Exception in thread "main" org.apache.hadoop.mapred.FileAlreadyExistsException: Output directory hdfs://localhost:9000/home/facebook/crawler-output already exists
    at org.apache.hadoop.mapreduce.lib.output.FileOutputFormat.checkOutputSpecs(
    at org.apache.hadoop.mapreduce.JobSubmitter.checkSpecs(
    at org.apache.hadoop.mapreduce.JobSubmitter.submitJobInternal(
    at org.apache.hadoop.mapreduce.Job$
    at org.apache.hadoop.mapreduce.Job$
    at Method)
    at org.apache.hadoop.mapreduce.Job.submit(
    at org.apache.hadoop.mapreduce.Job.waitForCompletion(
    at com.wagh.wordcountjob.WordCount.main(
    at sun.reflect.NativeMethodAccessorImpl.invoke0(Native Method)
    at sun.reflect.NativeMethodAccessorImpl.invoke(
    at sun.reflect.DelegatingMethodAccessorImpl.invoke(
    at java.lang.reflect.Method.invoke(
    at org.apache.hadoop.util.RunJar.main(

Let's start from scratch.

To run a map reduce job you have to write a command similar to below command

 $hadoop jar {name_of_the_jar_file.jar} {package_name_of_jar} {hdfs_file_path_on_which_you_want_to_perform_map_reduce} {output_directory_path}

Example : - hadoop jar facebookCrawler.jar com.wagh.wordcountjob.WordCount /home/facebook/facebook-cocacola-page.txt /home/facebook/crawler-output

 Just pay attention on the {output_directory_path} i.e. /home/facebook/crawler-output . If you have already created this directory structure in your HDFS than Hadoop EcoSystem will throw the exception "org.apache.hadoop.mapred.FileAlreadyExistsException".

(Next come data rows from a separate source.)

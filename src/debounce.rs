// MirrorPulse — Display Debouncer
//
// Three-state presentation machine polled once per pipeline tick. Raw
// per-tick BPM values are too jittery to read; this holds each surfaced
// value for a fixed window, decays it to a placeholder, and escalates to a
// "place finger" prompt when the sensor has clearly been released.
//
//   IDLE --reading, hold elapsed--> FRESH --clear deadline--> IDLE

use crate::config::*;
use crate::events::DisplayView;

#[derive(Debug, Clone, Copy, PartialEq, Eq)]
enum State {
    Idle,
    Fresh,
}

pub struct DisplayDebouncer {
    state: State,
    /// When the currently/last surfaced value went up.
    last_emitted_at: Option<u32>,
    /// Last time any smoothed reading arrived, surfaced or suppressed.
    last_reading_at: Option<u32>,
    /// Baseline for the idle prompt before the first reading ever.
    idle_since: u32,
    prompt_shown: bool,
}

impl DisplayDebouncer {
    pub fn new(now_ms: u32) -> Self {
        Self {
            state: State::Idle,
            last_emitted_at: None,
            last_reading_at: None,
            idle_since: now_ms,
            prompt_shown: false,
        }
    }

    /// Feed one tick. Returns a view only when the visible display should
    /// change; `None` means leave whatever is showing alone.
    pub fn tick(&mut self, reading: Option<u16>, now_ms: u32) -> Option<DisplayView> {
        if let Some(bpm) = reading {
            self.last_reading_at = Some(now_ms);

            let held = self
                .last_emitted_at
                .map(|t| now_ms.wrapping_sub(t) <= DISPLAY_HOLD_MS)
                .unwrap_or(false);
            if !held {
                // Supersedes any pending clear deadline.
                self.state = State::Fresh;
                self.last_emitted_at = Some(now_ms);
                self.prompt_shown = false;
                return Some(DisplayView::Bpm(bpm));
            }
            // Inside the hold window: smoothing continues upstream, the
            // visible value does not move.
        }

        match self.state {
            State::Fresh => {
                let shown_at = self.last_emitted_at.unwrap_or(self.idle_since);
                if now_ms.wrapping_sub(shown_at) >= DISPLAY_CLEAR_MS {
                    self.state = State::Idle;
                    return Some(DisplayView::Waiting);
                }
                None
            }
            State::Idle => {
                let last = self.last_reading_at.unwrap_or(self.idle_since);
                if !self.prompt_shown && now_ms.wrapping_sub(last) > IDLE_PROMPT_MS {
                    self.prompt_shown = true;
                    return Some(DisplayView::PlaceFinger);
                }
                None
            }
        }
    }
}

#[cfg(test)]
mod tests {
    use super::*;

    #[test]
    fn first_reading_is_surfaced_immediately() {
        let mut d = DisplayDebouncer::new(0);
        assert_eq!(d.tick(Some(80), 0), Some(DisplayView::Bpm(80)));
    }

    #[test]
    fn hold_window_suppresses_then_releases() {
        let mut d = DisplayDebouncer::new(0);
        assert_eq!(d.tick(Some(80), 0), Some(DisplayView::Bpm(80)));
        // 2 s later: still held, display unchanged.
        assert_eq!(d.tick(Some(90), 2_000), None);
        // 6 s later: hold elapsed, new value goes up.
        assert_eq!(d.tick(Some(85), 6_000), Some(DisplayView::Bpm(85)));
        // …and the clear timer restarted from 6 s.
        assert_eq!(d.tick(None, 8_900), None);
        assert_eq!(d.tick(None, 9_000), Some(DisplayView::Waiting));
    }

    #[test]
    fn surfaced_value_clears_after_deadline() {
        let mut d = DisplayDebouncer::new(0);
        d.tick(Some(80), 0);
        assert_eq!(d.tick(None, 1_000), None);
        assert_eq!(d.tick(None, 3_000), Some(DisplayView::Waiting));
        // Clear fires once.
        assert_eq!(d.tick(None, 3_100), None);
    }

    #[test]
    fn clear_fires_even_while_beats_keep_arriving() {
        let mut d = DisplayDebouncer::new(0);
        d.tick(Some(80), 0);
        assert_eq!(d.tick(Some(82), 1_000), None);
        // Suppressed reading does not keep the value alive past the clear.
        assert_eq!(d.tick(Some(81), 3_000), Some(DisplayView::Waiting));
        // Hold window measured from the emission, not the clear.
        assert_eq!(d.tick(Some(83), 5_100), Some(DisplayView::Bpm(83)));
    }

    #[test]
    fn idle_prompt_after_five_seconds_without_beats() {
        let mut d = DisplayDebouncer::new(0);
        assert_eq!(d.tick(None, 5_000), None); // not yet — strictly more than 5 s
        assert_eq!(d.tick(None, 5_100), Some(DisplayView::PlaceFinger));
        // Prompt is shown once per idle stretch, not re-emitted every tick.
        assert_eq!(d.tick(None, 6_000), None);
    }

    #[test]
    fn prompt_follows_a_decayed_reading() {
        let mut d = DisplayDebouncer::new(0);
        d.tick(Some(80), 0);
        assert_eq!(d.tick(None, 3_000), Some(DisplayView::Waiting));
        // Last beat was at t=0 → prompt strictly after t=5 s.
        assert_eq!(d.tick(None, 4_900), None);
        assert_eq!(d.tick(None, 5_100), Some(DisplayView::PlaceFinger));
        // A new reading recovers the display and re-arms the prompt.
        assert_eq!(d.tick(Some(75), 6_000), Some(DisplayView::Bpm(75)));
    }
}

 Solution: - Always specify the output directory name at run time(i.e Hadoop will create the directory automatically for you. You need not to worry about the output directory creation).

 As mentioned in the above example the same command can be run in following manner - "hadoop jar facebookCrawler.jar com.wagh.wordcountjob.WordCount /home/facebook/facebook-cocacola-page.txt /home/facebook/crawler-output-1"

 So output directory {crawler-output-1} will be created at runtime by Hadoop eco system.